La finta separazione

La prima verifica della Prefettura di Napoli nel 2009. Vennero aggiornate le informazioni raccolte sulla situazione familiare delle due donne. Anche per accertare la loro estraneità dalla frequentazione di ambienti criminali. Mamma e figlia, pur di non perdere il vitalizio, misero in scena una vera pièce teatrale, con una finta separazione tra i coniugi recitata davanti al tribunale di Torre Annunziata.

Ma il matrimonio continua

Che fosse tutto finto lo conferma – hanno accertato gli investigatori – una circostanza rilevante: alcuni anni dopo la coppia ha avuto anche un’altra figlia. Ma non solo. Sia ma moglie del boss, sia la suocera, continuano anche oggi ad andare regolarmente a trovare l’uomo in carcere, dove è recluso per associazione di stampo mafioso, estorsione e rapina.

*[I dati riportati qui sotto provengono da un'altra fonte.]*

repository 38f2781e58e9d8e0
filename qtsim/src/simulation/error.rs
//! Construction-time validation errors
//!
//! Everything the simulation needs is checked once, when bodies, bounds and
//! engine settings are built. After that a step cannot fail.

use thiserror::Error;

#[derive(Error, Debug, Clone, PartialEq)]
pub enum ConfigurationError {
    #[error("degenerate bounds: min {min:?} must be strictly below max {max:?}")]
    DegenerateBounds { min: [f64; 2], max: [f64; 2] },

    #[error("non-finite value in {0}")]
    NonFinite(&'static str),

    #[error("radius must be positive, got {0}")]
    InvalidRadius(f64),

    #[error("mass must be positive, got {0}")]
    InvalidMass(f64),

    #[error("leaf capacity must be at least 1, got {0}")]
    InvalidLeafCapacity(usize),

    #[error("max depth must be at most {limit}, got {got}")]
    InvalidMaxDepth { got: usize, limit: usize },

    #[error("time step must be positive and finite, got {0}")]
    InvalidTimeStep(f64),

    #[error("`{field}` expects {expected} components, got {got}")]
    BadVector {
        field: &'static str,
        expected: usize,
        got: usize,
    },

    #[error("body of radius {radius} does not fit inside walled bounds of {width} x {height}")]
    BodyDoesNotFit { radius: f64, width: f64, height: f64 },

    #[error("random radius range is invalid: min {min}, max {max}")]
    InvalidRadiusRange { min: f64, max: f64 },

    #[error("cannot allocate {0} random bodies")]
    TooManyBodies(usize),
}
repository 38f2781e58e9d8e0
//! Numerical parameters for a run
//!
//! `Parameters` holds the fixed step size and the end time used by headless
//! runs. The viewer advances one step per frame and ignores `t_end`.

use crate::simulation::error::ConfigurationError;

#[derive(Debug, Clone, PartialEq)]
pub struct Parameters {
    pub t_end: f64, // time end
    pub h0: f64, // step size
}

impl Parameters {
    pub fn validate(&self) -> Result<(), ConfigurationError> {
        if !(self.h0.is_finite() && self.h0 > 0.0) {
            return Err(ConfigurationError::InvalidTimeStep(self.h0));
        }
        if !self.t_end.is_finite() {
            return Err(ConfigurationError::NonFinite("t_end"));
        }
        Ok(())
    }

    /// Number of fixed steps needed to reach `t_end`.
    pub fn steps(&self) -> usize {
        if self.t_end <= 0.0 {
            return 0;
        }
        (self.t_end / self.h0).ceil() as usize
    }
}
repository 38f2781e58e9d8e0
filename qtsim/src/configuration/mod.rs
pub mod config;
use std::time::Instant;

use crate::simulation::collision::test_overlap;
use crate::simulation::engine::Engine;
use crate::simulation::quadtree::{CollisionPair, QuadTree};
use crate::simulation::states::{Body, NVec2, Rect};

const SIDE: f64 = 1000.0;

/// Every overlapping pair found by testing all `n * (n - 1) / 2` pairs.
/// Reference result for the quadtree broad phase.
pub fn brute_force_contacts(bodies: &[Body]) -> Vec<CollisionPair> {
    let mut pairs = Vec::new();
    for i in 0..bodies.len() {
        for j in (i + 1)..bodies.len() {
            if test_overlap(&bodies[i], &bodies[j]) {
                pairs.push(CollisionPair::new(i, j));
            }
        }
    }
    pairs
}

/// Helper to build `n` deterministic bodies spread over the benchmark square
fn make_bodies(n: usize) -> Vec<Body> {
    let mut bodies = Vec::with_capacity(n);

    for i in 0..n {
        let i_f = i as f64;
        // deterministic positions, no rand needed
        let x = NVec2::new(
            (0.5 + 0.5 * (i_f * 0.37).sin()) * SIDE,
            (0.5 + 0.5 * (i_f * 0.13).cos()) * SIDE,
        );
        if let Ok(body) = Body::new(x, NVec2::zeros(), 2.0, 1.0) {
            bodies.push(body);
        }
    }

    bodies
}

/// Time contact detection by brute force against the quadtree broad phase
/// followed by the same exact test on its candidate pairs.
/// Paste output directly into a spreadsheet to graph
pub fn bench_broad_phase() {
    let Ok(bounds) = Rect::from_corners(0.0, 0.0, SIDE, SIDE) else {
        return;
    };
    let engine = Engine::default();

    println!("N,brute_ms,quadtree_ms,brute_contacts,quadtree_contacts,candidates");

    for n in [200, 400, 800, 1600, 3200, 6400, 12800] {
        let bodies = make_bodies(n);

        let t0 = Instant::now();
        let brute = brute_force_contacts(&bodies);
        let ms_brute = t0.elapsed().as_secs_f64() * 1000.0;

        let t1 = Instant::now();
        let tree = QuadTree::build_validated(&bodies, bounds, &engine);
        let candidates = tree.leaf_pairs();
        let found = candidates
            .iter()
            .filter(|p| test_overlap(&bodies[p.a()], &bodies[p.b()]))
            .count();
        let ms_tree = t1.elapsed().as_secs_f64() * 1000.0;

        println!("{},{:.6},{:.6},{},{},{}", n, ms_brute, ms_tree, brute.len(), found, candidates.len());
    }
}
use crate::error::{BudgetError, Result};
use crate::utils::{deserialize_lenient_amount, deserialize_lenient_date, normalize_category};
use chrono::{DateTime, NaiveDate, Utc};
use schemars::JsonSchema;
use serde::{Deserialize, Serialize};

pub const DEFAULT_CUSTOM_DAYS: u32 = 14;

#[derive(Debug, Clone, Copy, PartialEq, Eq, Hash, Serialize, Deserialize, JsonSchema)]
#[serde(rename_all = "lowercase")]
pub enum TransactionType {
    #[schemars(description = "Money coming into the budget (salary, refunds, transfers in)")]
    Income,

    #[schemars(description = "Money leaving the budget; the only type counted against allocations")]
    Expense,
}

#[derive(Debug, Clone, Serialize, Deserialize, JsonSchema)]
#[serde(rename_all = "camelCase")]
pub struct Transaction {
    #[serde(default)]
    pub id: String,

    #[serde(default)]
    pub name: String,

    #[serde(default, deserialize_with = "deserialize_lenient_amount")]
    #[schemars(
        with = "f64",
        description = "Non-negative amount. Non-numeric values are coerced to 0."
    )]
    pub amount: f64,

    #[serde(default)]
    #[schemars(description = "Free-form category; compared case- and whitespace-insensitively")]
    pub category: String,

    #[serde(rename = "type")]
    pub transaction_type: TransactionType,

    #[serde(default, deserialize_with = "deserialize_lenient_date")]
    #[schemars(
        with = "Option<NaiveDate>",
        description = "Calendar date or timestamp. Unparseable values leave the transaction \
        undated."
    )]
    pub date: Option<NaiveDate>,

    #[serde(default, skip_serializing_if = "Option::is_none")]
    #[schemars(description = "Opaque reference to a stored receipt blob")]
    pub receipt: Option<String>,
}

impl Transaction {
    pub fn expense(category: impl Into<String>, amount: f64, date: Option<NaiveDate>) -> Self {
        Self::new(TransactionType::Expense, category, amount, date)
    }

    pub fn income(category: impl Into<String>, amount: f64, date: Option<NaiveDate>) -> Self {
        Self::new(TransactionType::Income, category, amount, date)
    }

    fn new(
        transaction_type: TransactionType,
        category: impl Into<String>,
        amount: f64,
        date: Option<NaiveDate>,
    ) -> Self {
        let category = category.into();
        Self {
            id: String::new(),
            name: category.clone(),
            amount,
            category,
            transaction_type,
            date,
            receipt: None,
        }
    }

    pub fn is_expense(&self) -> bool {
        self.transaction_type == TransactionType::Expense
    }

    pub fn is_income(&self) -> bool {
        self.transaction_type == TransactionType::Income
    }

    pub fn category_key(&self) -> String {
        normalize_category(&self.category)
    }
}

#[derive(Debug, Clone, Serialize, Deserialize, JsonSchema)]
#[serde(rename_all = "camelCase")]
pub struct CategoryAllocation {
    #[serde(default)]
    pub id: String,

    pub category: String,

    #[serde(default, deserialize_with = "deserialize_lenient_amount")]
    #[schemars(
        with = "f64",
        description = "Planned spend ceiling for the current cycle. Non-numeric values are \
        coerced to 0."
    )]
    pub budgeted_amount: f64,

    #[serde(default, skip_serializing_if = "Option::is_none")]
    pub last_updated: Option<DateTime<Utc>>,
}

impl CategoryAllocation {
    pub fn new(category: impl Into<String>, budgeted_amount: f64) -> Self {
        Self {
            id: String::new(),
            category: category.into(),
            budgeted_amount,
            last_updated: None,
        }
    }

    pub fn category_key(&self) -> String {
        normalize_category(&self.category)
    }
}

#[derive(Debug, Clone, Copy, PartialEq, Eq, Hash, Serialize, Deserialize, JsonSchema)]
#[serde(rename_all = "kebab-case")]
pub enum CadenceType {
    #[schemars(description = "7-day cycles")]
    Weekly,

    #[serde(alias = "fortnightly")]
    #[schemars(description = "14-day cycles")]
    Biweekly,

    #[schemars(description = "15-day cycles")]
    SemiMonthly,

    #[schemars(
        description = "Calendar months from the start date; days past the end of a shorter \
        month clamp to its last day"
    )]
    Monthly,

    #[schemars(description = "91-day cycles")]
    Quarterly,

    #[schemars(description = "365-day cycles")]
    Yearly,

    #[schemars(description = "Cycles of `customDays` days (default 14)")]
    Custom,

    #[schemars(description = "Cycles of `customDays` days between paychecks (default 14)")]
    PerPaycheck,
}

impl CadenceType {
    pub fn uses_custom_days(&self) -> bool {
        matches!(self, CadenceType::Custom | CadenceType::PerPaycheck)
    }
}

#[derive(Debug, Clone, PartialEq, Serialize, Deserialize, JsonSchema)]
#[serde(rename_all = "camelCase")]
pub struct CadenceConfig {
    #[serde(rename = "type")]
    pub cadence_type: CadenceType,

    #[schemars(
        description = "Any date on which a cycle starts; cycles repeat forwards and \
        backwards from it"
    )]
    pub start_date: NaiveDate,

    #[serde(default, skip_serializing_if = "Option::is_none")]
    #[schemars(description = "Cycle length in days for custom and per-paycheck cadences")]
    pub custom_days: Option<u32>,
}

impl CadenceConfig {
    pub fn new(cadence_type: CadenceType, start_date: NaiveDate) -> Self {
        Self {
            cadence_type,
            start_date,
            custom_days: None,
        }
    }

    pub fn custom(custom_days: u32, start_date: NaiveDate) -> Self {
        Self {
            cadence_type: CadenceType::Custom,
            start_date,
            custom_days: Some(custom_days),
        }
    }

    /// Strict check for callers that prefer rejecting an incomplete custom
    /// cadence over the resolver's 14-day default.
    pub fn validate(&self) -> Result<()> {
        if !self.cadence_type.uses_custom_days() {
            return Ok(());
        }
        match self.custom_days {
            None => Err(BudgetError::InvalidCadence(format!(
                "{:?} cadence requires customDays",
                self.cadence_type
            ))),
            Some(0) => Err(BudgetError::InvalidCadence(
                "customDays must be at least 1".to_string(),
            )),
            Some(_) => Ok(()),
        }
    }
}

#[derive(Debug, Clone, Serialize, Deserialize, JsonSchema)]
#[serde(rename_all = "camelCase")]
pub struct Budget {
    #[serde(default)]
    pub id: String,

    pub name: String,

    #[serde(default)]
    #[schemars(description = "All transactions owned by this budget; order is irrelevant")]
    pub transactions: Vec<Transaction>,

    #[serde(default)]
    #[schemars(description = "Per-category spending ceilings for the current cycle")]
    pub category_budgets: Vec<CategoryAllocation>,

    pub cadence: CadenceConfig,

    #[serde(default, skip_serializing_if = "Option::is_none")]
    pub created_at: Option<DateTime<Utc>>,
}

impl Budget {
    pub fn new(name: impl Into<String>, cadence: CadenceConfig) -> Self {
        Self {
            id: String::new(),
            name: name.into(),
            transactions: Vec::new(),
            category_budgets: Vec::new(),
            cadence,
            created_at: None,
        }
    }

    pub fn total_budgeted(&self) -> f64 {
        self.category_budgets
            .iter()
            .map(|allocation| allocation.budgeted_amount)
            .sum()
    }

    pub fn generate_json_schema() -> schemars::schema::RootSchema {
        schemars::schema_for!(Budget)
    }

    pub fn schema_as_json() -> std::result::Result<String, serde_json::Error> {
        let schema = Self::generate_json_schema();
        serde_json::to_string_pretty(&schema)
    }
}
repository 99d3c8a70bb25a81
//! Insight caching and per-cycle dismissals on top of a pluggable key-value
//! store.
//!
//! Entries are keyed `insights:{userId}:{cycleId}` and dismissal flags
//! `dismissed:{userId}:{cycleId}:{itemId}`, where the cycle id is the
//! `YYYY-MM` month of generation.

use crate::error::{BudgetError, Result};
use crate::insights::{build_insights, InsightMetrics, InsightPayload};
use crate::utils::cycle_id;
use chrono::{DateTime, Utc};
use log::{debug, info, warn};
use serde::{Deserialize, Serialize};
use std::collections::{BTreeMap, HashMap, HashSet};

const INSIGHT_PREFIX: &str = "insights";
const DISMISSED_PREFIX: &str = "dismissed";
const KEY_SEPARATOR: char = ':';

pub fn insight_key(user_id: &str, cycle_id: &str) -> String {
    format!("{}:{}:{}", INSIGHT_PREFIX, user_id, cycle_id)
}

pub fn dismissal_key(user_id: &str, cycle_id: &str, item_id: &str) -> String {
    format!("{}:{}:{}:{}", DISMISSED_PREFIX, user_id, cycle_id, item_id)
}

/// Persistence collaborator. Reads and writes are assumed reliable per key
/// with no transactional guarantees across keys.
pub trait InsightStore {
    fn get(&self, key: &str) -> Result<Option<String>>;
    fn set(&mut self, key: &str, value: String) -> Result<()>;
    fn remove(&mut self, key: &str) -> Result<()>;
    fn keys(&self) -> Result<Vec<String>>;
}

#[derive(Debug, Clone, Default)]
pub struct MemoryInsightStore {
    entries: BTreeMap<String, String>,
}

impl MemoryInsightStore {
    pub fn new() -> Self {
        Self::default()
    }

    pub fn len(&self) -> usize {
        self.entries.len()
    }

    pub fn is_empty(&self) -> bool {
        self.entries.is_empty()
    }
}

impl InsightStore for MemoryInsightStore {
    fn get(&self, key: &str) -> Result<Option<String>> {
        Ok(self.entries.get(key).cloned())
    }

    fn set(&mut self, key: &str, value: String) -> Result<()> {
        self.entries.insert(key.to_string(), value);
        Ok(())
    }

    fn remove(&mut self, key: &str) -> Result<()> {
        self.entries.remove(key);
        Ok(())
    }

    fn keys(&self) -> Result<Vec<String>> {
        Ok(self.entries.keys().cloned().collect())
    }
}

#[derive(Debug, Clone, PartialEq, Serialize, Deserialize)]
#[serde(rename_all = "camelCase", default)]
pub struct InsightCacheConfig {
    /// Age after which a cached entry is regenerated even if metrics match.
    pub ttl_seconds: i64,
    /// Entries kept after pruning, across all users.
    pub max_entries: usize,
}

impl Default for InsightCacheConfig {
    fn default() -> Self {
        Self {
            ttl_seconds: 3600,
            max_entries: 10,
        }
    }
}

#[derive(Debug, Clone, PartialEq, Serialize, Deserialize)]
#[serde(rename_all = "camelCase")]
pub struct InsightRecord {
    pub signature: String,
    pub generated_at: DateTime<Utc>,
    pub payload: InsightPayload,
}

/// In-memory mirror in front of an [`InsightStore`].
pub struct InsightCache<S: InsightStore> {
    store: S,
    mirror: HashMap<String, InsightRecord>,
    config: InsightCacheConfig,
}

Il sequestro dei beni è stato effettuato dai militari della guardia di finanza. Le fiamme gialle hanno passato al setaccio i movimenti bancari e finanziari delle due donne. Operazione che è stata possibile solo dalla collaborazione tra investigatori e la prefettura di Napoli.

Le due donne sono indagate per indebita percezione di erogazioni a danno dello Stato. A loro carico è stato eseguito un decreto di sequestro preventivo di beni, emesso d’urgenza dalla procura della Repubblica di Torre Annunziata, dal valore di oltre 166mila euro.